Ella se llamaba Ana, hija de Fanuel, de la tribu de Aser. Era profetisa y tenía
84 años. Otra anciana. Ambos andaban por el templo paseando su esperanza. En una palabra: esperaban. Años y años
esperando. Hasta que llegó Jesús y reconocieron en Él al objeto de su
esperanza. Simeón improvisó un maravilloso poema de iluminación y Ana también
alabó al Señor. Ninguno de los dos estaba previsto en el ritual de la
Presentación pero he aquí que se erigieron en sombras maravilladas y luminosas
del Protagonista. Eran humildes y esperanzados, por eso quedaron recogidos en
el evangelio para siempre.
Simeón y Ana vivían con dos virtudes fuertes e importantes:
esperanza y lucidez. No se cansaron de esperar y, en el momento justo, supieron
descubrir al Salvador. No era fácil descubrirlo entre tanta gente, y no había
sido fácil resistir años y años de esperanza.

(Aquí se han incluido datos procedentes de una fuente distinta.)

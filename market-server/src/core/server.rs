//! Server Implementation
//!
//! HTTP server startup and shutdown.

use crate::core::{Config, ServerState};
use tower_http::{cors::CorsLayer, trace::TraceLayer};

/// HTTP Server
pub struct Server {
    config: Config,
    state: Option<ServerState>,
}

impl Server {
    pub fn new(config: Config) -> Self {
        Self {
            config,
            state: None,
        }
    }

    /// Create server with existing state
    pub fn with_state(config: Config, state: ServerState) -> Self {
        Self {
            config,
            state: Some(state),
        }
    }

    pub async fn run(&self) -> anyhow::Result<()> {
        let state = match &self.state {
            Some(s) => s.clone(),
            None => ServerState::initialize(&self.config),
        };

        let app = crate::api::router()
            .layer(TraceLayer::new_for_http())
            .layer(CorsLayer::permissive())
            .with_state(state);

        let addr = std::net::SocketAddr::from(([0, 0, 0, 0], self.config.http_port));
        tracing::info!("Market server listening on {}", addr);

        let listener = tokio::net::TcpListener::bind(addr).await?;
        axum::serve(listener, app)
            .with_graceful_shutdown(async {
                let _ = tokio::signal::ctrl_c().await;
                tracing::info!("Shutting down...");
            })
            .await?;

        Ok(())
    }
}
//! Unified error codes for the marketplace order core
//!
//! This module defines all error codes used across the server and its clients.
//! Error codes are organized by category:
//! - 0xxx: General errors
//! - 1xxx: Authentication errors
//! - 2xxx: Permission errors
//! - 4xxx: Cart and order errors
//! - 5xxx: Payment errors
//! - 6xxx: Catalog errors
//! - 9xxx: System errors

use serde::{Deserialize, Serialize};
use std::fmt;

/// Unified error code enum
///
/// All error codes are represented as u16 values for efficient serialization
/// and cross-language compatibility (Rust, TypeScript, etc.)
#[derive(Debug, Clone, Copy, PartialEq, Eq, Hash, Serialize, Deserialize)]
#[serde(into = "u16", try_from = "u16")]
#[repr(u16)]
pub enum ErrorCode {
    // ==================== 0xxx: General ====================
    /// Operation completed successfully
    Success = 0,
    /// Unknown error
    Unknown = 1,
    /// Validation failed
    ValidationFailed = 2,
    /// Resource not found
    NotFound = 3,
    /// Resource already exists
    AlreadyExists = 4,
    /// Invalid request
    InvalidRequest = 5,

    // ==================== 1xxx: Auth ====================
    /// Caller is not authenticated
    NotAuthenticated = 1001,

    // ==================== 2xxx: Permission ====================
    /// Permission denied
    PermissionDenied = 2001,
    /// Customer role required
    CustomerRequired = 2002,
    /// Provider role required
    ProviderRequired = 2003,

    // ==================== 4xxx: Cart / Order ====================
    /// Order not found
    OrderNotFound = 4001,
    /// Cart item not found
    CartItemNotFound = 4002,
    /// Cart is empty
    EmptyCart = 4003,
    /// Quantity must be a positive integer
    InvalidQuantity = 4004,
    /// Variant option selection is invalid for the target meal
    InvalidSelection = 4005,
    /// Cart items span more than one provider
    CrossProviderCart = 4006,
    /// Cart items span more than one currency
    CurrencyMismatch = 4007,
    /// Order status transition is not allowed
    InvalidTransition = 4008,

    // ==================== 5xxx: Payment ====================
    /// Payment method is not supported
    UnsupportedPaymentMethod = 5001,

    // ==================== 6xxx: Catalog ====================
    /// Meal not found
    MealNotFound = 6001,
    /// Meal is not available for ordering
    MealUnavailable = 6002,
    /// Not enough stock to satisfy the requested quantity
    InsufficientStock = 6003,
    /// Provider not found
    ProviderNotFound = 6101,
    /// Delivery address not found
    AddressNotFound = 6201,

    // ==================== 9xxx: System ====================
    /// Internal server error
    InternalError = 9001,
    /// Database error
    DatabaseError = 9002,
    /// Write transaction conflict, retryable
    TransactionConflict = 9003,
    /// Write transaction exceeded its deadline, retryable
    TransactionTimeout = 9004,
    /// Configuration error
    ConfigError = 9005,
}

impl ErrorCode {
    /// Get the numeric code value
    #[inline]
    pub const fn code(&self) -> u16 {
        *self as u16
    }

    /// Check if this is a success code
    #[inline]
    pub const fn is_success(&self) -> bool {
        matches!(self, ErrorCode::Success)
    }

    /// Check if the operation that produced this code may be retried
    #[inline]
    pub const fn is_retryable(&self) -> bool {
        matches!(
            self,
            ErrorCode::TransactionConflict | ErrorCode::TransactionTimeout
        )
    }

    /// Get the developer-facing English message for this error code
    pub const fn message(&self) -> &'static str {
        match self {
            // General
            ErrorCode::Success => "Operation completed successfully",
            ErrorCode::Unknown => "An unknown error occurred",
            ErrorCode::ValidationFailed => "Validation failed",
            ErrorCode::NotFound => "Resource not found",
            ErrorCode::AlreadyExists => "Resource already exists",
            ErrorCode::InvalidRequest => "Invalid request",

            // Auth
            ErrorCode::NotAuthenticated => "Caller is not authenticated",

            // Permission
            ErrorCode::PermissionDenied => "Permission denied",
            ErrorCode::CustomerRequired => "Customer role is required",
            ErrorCode::ProviderRequired => "Provider role is required",

            // Cart / Order
            ErrorCode::OrderNotFound => "Order not found",
            ErrorCode::CartItemNotFound => "Cart item not found",
            ErrorCode::EmptyCart => "Cart is empty",
            ErrorCode::InvalidQuantity => "Quantity must be a positive integer",
            ErrorCode::InvalidSelection => "Invalid variant option selection",
            ErrorCode::CrossProviderCart => "Cart items belong to different providers",
            ErrorCode::CurrencyMismatch => "Cart items are priced in different currencies",
            ErrorCode::InvalidTransition => "Order status transition is not allowed",

            // Payment
            ErrorCode::UnsupportedPaymentMethod => "Payment method is not supported",

            // Catalog
            ErrorCode::MealNotFound => "Meal not found",
            ErrorCode::MealUnavailable => "Meal is not available",
            ErrorCode::InsufficientStock => "Insufficient stock",
            ErrorCode::ProviderNotFound => "Provider not found",
            ErrorCode::AddressNotFound => "Delivery address not found",

            // System
            ErrorCode::InternalError => "Internal server error",
            ErrorCode::DatabaseError => "Database error",
            ErrorCode::TransactionConflict => "Write transaction conflict, please retry",
            ErrorCode::TransactionTimeout => "Write transaction timed out, please retry",
            ErrorCode::ConfigError => "Configuration error",
        }
    }
}

impl From<ErrorCode> for u16 {
    #[inline]
    fn from(code: ErrorCode) -> Self {
        code.code()
    }
}

/// Error when converting from an invalid u16 to ErrorCode
#[derive(Debug, Clone, Copy, PartialEq, Eq)]
pub struct InvalidErrorCode(pub u16);

impl fmt::Display for InvalidErrorCode {
    fn fmt(&self, f: &mut fmt::Formatter<'_>) -> fmt::Result {
        write!(f, "invalid error code: {}", self.0)
    }
}

impl std::error::Error for InvalidErrorCode {}

impl TryFrom<u16> for ErrorCode {
    type Error = InvalidErrorCode;

    fn try_from(value: u16) -> Result<Self, Self::Error> {
        match value {
            // General
            0 => Ok(ErrorCode::Success),
            1 => Ok(ErrorCode::Unknown),
            2 => Ok(ErrorCode::ValidationFailed),
            3 => Ok(ErrorCode::NotFound),
            4 => Ok(ErrorCode::AlreadyExists),
            5 => Ok(ErrorCode::InvalidRequest),

            // Auth
            1001 => Ok(ErrorCode::NotAuthenticated),

            // Permission
            2001 => Ok(ErrorCode::PermissionDenied),
            2002 => Ok(ErrorCode::CustomerRequired),
            2003 => Ok(ErrorCode::ProviderRequired),

            // Cart / Order
            4001 => Ok(ErrorCode::OrderNotFound),
            4002 => Ok(ErrorCode::CartItemNotFound),
            4003 => Ok(ErrorCode::EmptyCart),
            4004 => Ok(ErrorCode::InvalidQuantity),
            4005 => Ok(ErrorCode::InvalidSelection),
            4006 => Ok(ErrorCode::CrossProviderCart),
            4007 => Ok(ErrorCode::CurrencyMismatch),
            4008 => Ok(ErrorCode::InvalidTransition),

            // Payment
            5001 => Ok(ErrorCode::UnsupportedPaymentMethod),

            // Catalog
            6001 => Ok(ErrorCode::MealNotFound),
            6002 => Ok(ErrorCode::MealUnavailable),
            6003 => Ok(ErrorCode::InsufficientStock),
            6101 => Ok(ErrorCode::ProviderNotFound),
            6201 => Ok(ErrorCode::AddressNotFound),

            // System
            9001 => Ok(ErrorCode::InternalError),
            9002 => Ok(ErrorCode::DatabaseError),
            9003 => Ok(ErrorCode::TransactionConflict),
            9004 => Ok(ErrorCode::TransactionTimeout),
            9005 => Ok(ErrorCode::ConfigError),

            other => Err(InvalidErrorCode(other)),
        }
    }
}

impl fmt::Display for ErrorCode {
    fn fmt(&self, f: &mut fmt::Formatter<'_>) -> fmt::Result {
        write!(f, "{:?}({})", self, self.code())
    }
}

#[cfg(test)]
mod tests {
    use super::*;

    #[test]
    fn test_code_values() {
        assert_eq!(ErrorCode::Success.code(), 0);
        assert_eq!(ErrorCode::NotAuthenticated.code(), 1001);
        assert_eq!(ErrorCode::EmptyCart.code(), 4003);
        assert_eq!(ErrorCode::UnsupportedPaymentMethod.code(), 5001);
        assert_eq!(ErrorCode::MealNotFound.code(), 6001);
        assert_eq!(ErrorCode::TransactionConflict.code(), 9003);
    }

    #[test]
    fn test_roundtrip_u16() {
        for code in [
            ErrorCode::Success,
            ErrorCode::ValidationFailed,
            ErrorCode::NotFound,
            ErrorCode::NotAuthenticated,
            ErrorCode::PermissionDenied,
            ErrorCode::OrderNotFound,
            ErrorCode::CartItemNotFound,
            ErrorCode::InvalidQuantity,
            ErrorCode::InvalidSelection,
            ErrorCode::CrossProviderCart,
            ErrorCode::CurrencyMismatch,
            ErrorCode::InvalidTransition,
            ErrorCode::UnsupportedPaymentMethod,
            ErrorCode::MealNotFound,
            ErrorCode::MealUnavailable,
            ErrorCode::InsufficientStock,
            ErrorCode::ProviderNotFound,
            ErrorCode::AddressNotFound,
            ErrorCode::TransactionConflict,
            ErrorCode::TransactionTimeout,
        ] {
            let raw: u16 = code.into();
            assert_eq!(ErrorCode::try_from(raw).unwrap(), code);
        }
    }

    #[test]
    fn test_invalid_code() {
        assert_eq!(ErrorCode::try_from(4999), Err(InvalidErrorCode(4999)));
        assert_eq!(ErrorCode::try_from(12345), Err(InvalidErrorCode(12345)));
    }

    #[test]
    fn test_retryable() {
        assert!(ErrorCode::TransactionConflict.is_retryable());
        assert!(ErrorCode::TransactionTimeout.is_retryable());
        assert!(!ErrorCode::InsufficientStock.is_retryable());
        assert!(!ErrorCode::DatabaseError.is_retryable());
    }

    #[test]
    fn test_serde_as_number() {
        let json = serde_json::to_string(&ErrorCode::InsufficientStock).unwrap();
        assert_eq!(json, "6003");
        let code: ErrorCode = serde_json::from_str("4008").unwrap();
        assert_eq!(code, ErrorCode::InvalidTransition);
    }
}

La esperanza es cada vez más difícil y, por eso, es, cada vez, más
virtud. Exige más fuerza, más entrega, mayor abundamiento de recursos
sobrehumanos, mayor confianza en Aquel-que-todo-lo-puede y, tantas veces,
parece que no puede nada.
Esperanza es confianza prolongada en el tiempo. Tensión. Pocos, muy
pocos resisten. Lucidez es iluminación. Rara iluminación que viene de dentro y
de fuera, de abajo y de arriba. Uno se deja iluminar por Quien puede hacerlo y,
al mismo tiempo, deja salir la luz para iluminar a quien quiera dejarse
iluminar. Todo, con sensatez y locura a
partes iguales. Sólo son lúcidos los humildes y esperanzados. Los que todo
lo esperan de Dios.
Qué dificil es para nuestra sociedad actual, para el ambiente en el
que vivimos, mantener la esperanza en la salvación. Hoy el evangelio nos invita
a los cristianos a mirar a estos do viejos que esperban, y en esperando
encuentran al niño y en encontrándolo, mueren contentos porque sólo cuando
Jesus llega tiene sentido la muerte de ellos. Es decir, la Vida.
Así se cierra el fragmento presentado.